O desencontro com Martin Hannett é emblemático das diferenças entre U2 e Joy Division. E em 2020 lembramos tanto de Closer, o fim da linha para a Joy Division, quanto de Boy, um impulso decisivo para a longa vida do U2. Nesse sentido é que Boy pode desenhar uma seta, ainda que a trajetória da banda que o gravou seja feita de muitas curvas.

 

Mas como em toda história, nesta que conto aqui há também um círculo. Um círculo que aproxima a paisagem europeia da brasileira, o final do início deste texto. A edição nacional de Boy foi lançada no ano seguinte, mas o que quero destacar é outra coisa.
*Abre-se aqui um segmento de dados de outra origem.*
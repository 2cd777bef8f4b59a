//! The laser driver controller register table and its value types.

use bitflags::bitflags;
use harpwire_frame::PayloadType;

use crate::descriptor::{AccessPolicy, RegisterDescriptor};
use crate::error::{RegisterError, Result};

/// Device identity reported by the WhoAmI register.
pub const WHO_AM_I: u16 = 1298;

/// Human-readable device name for logs and listings.
pub const DEVICE_NAME: &str = "LaserDriverController";

/// Register addresses by name.
pub mod addr {
    pub const WHO_AM_I: u8 = 0;
    pub const SPAD_SWITCH: u8 = 32;
    pub const LASER_STATE: u8 = 33;
    pub const LASER_FREQUENCY_SELECT: u8 = 38;
    pub const LASER_INTENSITY: u8 = 39;
    pub const OUTPUT_SET: u8 = 40;
    pub const OUTPUT_CLEAR: u8 = 41;
    pub const OUTPUT_TOGGLE: u8 = 42;
    pub const OUTPUT_STATE: u8 = 43;
    pub const BNCS_STATE: u8 = 44;
    pub const SIGNAL_STATE: u8 = 45;
    pub const BNC1_ON: u8 = 46;
    pub const BNC1_OFF: u8 = 47;
    pub const BNC1_PULSES: u8 = 48;
    pub const BNC1_TAIL: u8 = 49;
    pub const BNC2_ON: u8 = 50;
    pub const BNC2_OFF: u8 = 51;
    pub const BNC2_PULSES: u8 = 52;
    pub const BNC2_TAIL: u8 = 53;
    pub const SIGNAL_A_ON: u8 = 54;
    pub const SIGNAL_A_OFF: u8 = 55;
    pub const SIGNAL_A_PULSES: u8 = 56;
    pub const SIGNAL_A_TAIL: u8 = 57;
    pub const SIGNAL_B_ON: u8 = 58;
    pub const SIGNAL_B_OFF: u8 = 59;
    pub const SIGNAL_B_PULSES: u8 = 60;
    pub const SIGNAL_B_TAIL: u8 = 61;
    pub const EVENT_ENABLE: u8 = 62;
}

const fn scalar_u8(address: u8, name: &'static str) -> RegisterDescriptor {
    RegisterDescriptor {
        address,
        name,
        payload_type: PayloadType::U8,
        len: 1,
        access: AccessPolicy::ReadWrite,
    }
}

const fn scalar_u16(address: u8, name: &'static str) -> RegisterDescriptor {
    RegisterDescriptor {
        address,
        name,
        payload_type: PayloadType::U16,
        len: 1,
        access: AccessPolicy::ReadWrite,
    }
}

/// Every register the device exposes, in address order.
///
/// Addresses 34 through 37 are reserved by the firmware and deliberately
/// absent: commands to them fail with [`RegisterError::UnknownRegister`].
static REGISTER_MAP: &[RegisterDescriptor] = &[
    RegisterDescriptor {
        address: addr::WHO_AM_I,
        name: "WhoAmI",
        payload_type: PayloadType::U16,
        len: 1,
        access: AccessPolicy::ReadOnly,
    },
    scalar_u8(addr::SPAD_SWITCH, "SpadSwitch"),
    scalar_u8(addr::LASER_STATE, "LaserState"),
    scalar_u8(addr::LASER_FREQUENCY_SELECT, "LaserFrequencySelect"),
    scalar_u8(addr::LASER_INTENSITY, "LaserIntensity"),
    scalar_u8(addr::OUTPUT_SET, "OutputSet"),
    scalar_u8(addr::OUTPUT_CLEAR, "OutputClear"),
    scalar_u8(addr::OUTPUT_TOGGLE, "OutputToggle"),
    scalar_u8(addr::OUTPUT_STATE, "OutputState"),
    scalar_u8(addr::BNCS_STATE, "BncsState"),
    scalar_u8(addr::SIGNAL_STATE, "SignalState"),
    scalar_u16(addr::BNC1_ON, "Bnc1On"),
    scalar_u16(addr::BNC1_OFF, "Bnc1Off"),
    scalar_u16(addr::BNC1_PULSES, "Bnc1Pulses"),
    scalar_u16(addr::BNC1_TAIL, "Bnc1Tail"),
    scalar_u16(addr::BNC2_ON, "Bnc2On"),
    scalar_u16(addr::BNC2_OFF, "Bnc2Off"),
    scalar_u16(addr::BNC2_PULSES, "Bnc2Pulses"),
    scalar_u16(addr::BNC2_TAIL, "Bnc2Tail"),
    scalar_u16(addr::SIGNAL_A_ON, "SignalAOn"),
    scalar_u16(addr::SIGNAL_A_OFF, "SignalAOff"),
    scalar_u16(addr::SIGNAL_A_PULSES, "SignalAPulses"),
    scalar_u16(addr::SIGNAL_A_TAIL, "SignalATail"),
    scalar_u16(addr::SIGNAL_B_ON, "SignalBOn"),
    scalar_u16(addr::SIGNAL_B_OFF, "SignalBOff"),
    scalar_u16(addr::SIGNAL_B_PULSES, "SignalBPulses"),
    scalar_u16(addr::SIGNAL_B_TAIL, "SignalBTail"),
    scalar_u8(addr::EVENT_ENABLE, "EventEnable"),
];

/// The full register table, in address order.
pub fn register_map() -> &'static [RegisterDescriptor] {
    REGISTER_MAP
}

/// Look up a register descriptor by address.
pub fn resolve(address: u8) -> Result<&'static RegisterDescriptor> {
    REGISTER_MAP
        .iter()
        .find(|reg| reg.address == address)
        .ok_or(RegisterError::UnknownRegister { address })
}

bitflags! {
    /// Digital output lines addressed by the Output* registers.
    #[derive(Debug, Clone, Copy, PartialEq, Eq)]
    pub struct DigitalOutputs: u8 {
        const DO1 = 0x01;
        const DO2 = 0x02;
    }
}

bitflags! {
    /// BNC channels addressed by BncsState.
    #[derive(Debug, Clone, Copy, PartialEq, Eq)]
    pub struct Bncs: u8 {
        const BNC1 = 0x01;
        const BNC2 = 0x02;
    }
}

bitflags! {
    /// Signal channels addressed by SignalState.
    #[derive(Debug, Clone, Copy, PartialEq, Eq)]
    pub struct Signals: u8 {
        const SIGNAL_A = 0x01;
        const SIGNAL_B = 0x02;
    }
}

bitflags! {
    /// Event sources gated by EventEnable.
    #[derive(Debug, Clone, Copy, PartialEq, Eq)]
    pub struct DeviceEvents: u8 {
        const SPAD_SWITCH = 0x01;
        const LASER_STATE = 0x02;
    }
}

/// Laser modulation frequency selection.
#[derive(Debug, Clone, Copy, PartialEq, Eq, Default)]
#[repr(u8)]
pub enum FrequencySelect {
    #[default]
    None = 0,
    F1 = 1,
    F2 = 2,
    F3 = 4,
    Cw = 8,
}

impl FrequencySelect {
    pub fn from_u8(value: u8) -> Option<Self> {
        match value {
            0 => Some(Self::None),
            1 => Some(Self::F1),
            2 => Some(Self::F2),
            4 => Some(Self::F3),
            8 => Some(Self::Cw),
            _ => None,
        }
    }
}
Na faixa que encerra o álbum, há a participação discreta de Alice Vermeulen nos backing vocals – tão discreta que não aparece nos créditos. Alice, holandesa de 20 anos, viajava com uma brasileira pela Europa e quando estava em Dublin foi convidada para participar das gravações do álbum do U2.

 

Alguns meses depois ela viria ao Brasil para visitar essa amiga e conheceria Júlio Barroso, então às voltas com a formação da Gang 90. Pois a holandesa se tornaria a Alice Pink Pank, uma das Absurdettes da Gang 90. Em 1981, a Gang 90 lançava um compacto com duas músicas. “Perdidos na Selva” tornou-se um marco do rock anos 80. Menos conhecida ficou a outra faixa, “Lilik Lamê”, uma versão de “Christine”, música de Siouxsie and the Banshees, originalmente lançada como um single em 1980.

 

E assim voltamos ao começo, o fim deste texto reencontra seu início, e ficamos cantarolando um trecho da música-seta “I Will Follow”: “Your eyes make a circle”…

 

Emerson G

Emerson G curte ler e escrever sobre música, especialmente rock. Sua formação é em antropologia embalada por “bons sons”, para citar o reverendo Fábio Massari. Outra citação que assina embaixo: “sem música, a vida seria um erro” (F. Nietzsche).